■ **Try it**
The answer must consist of every line from the entries below that contains the word "query".
─── Source material ───
//! In-memory model of a range-query result: labeled series of timestamped
//! samples, as parsed from one backend response.

use std::collections::BTreeMap;
use std::fmt;

mod labels;
mod series;

pub use labels::Labels;
pub use series::{Sample, Series, Timestamp, Value};

/// The series returned by one range query, in response order.
#[derive(Default, Clone, Debug, PartialEq)]
pub struct ResultSet {
    pub series: Vec<Series>,
    pub warnings: Vec<String>,
}

impl ResultSet {
    pub fn new(series: Vec<Series>) -> Self {
        Self {
            series,
            warnings: Vec::new(),
        }
    }

    pub fn is_empty(&self) -> bool {
        self.series.is_empty()
    }

    pub fn len(&self) -> usize {
        self.series.len()
    }

    pub fn iter(&self) -> std::slice::Iter<'_, Series> {
        self.series.iter()
    }
}

impl<'a> IntoIterator for &'a ResultSet {
    type Item = &'a Series;
    type IntoIter = std::slice::Iter<'a, Series>;

    fn into_iter(self) -> Self::IntoIter {
        self.series.iter()
    }
}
───
■ **Task result**
//! In-memory model of a range-query result: labeled series of timestamped
/// The series returned by one range query, in response order.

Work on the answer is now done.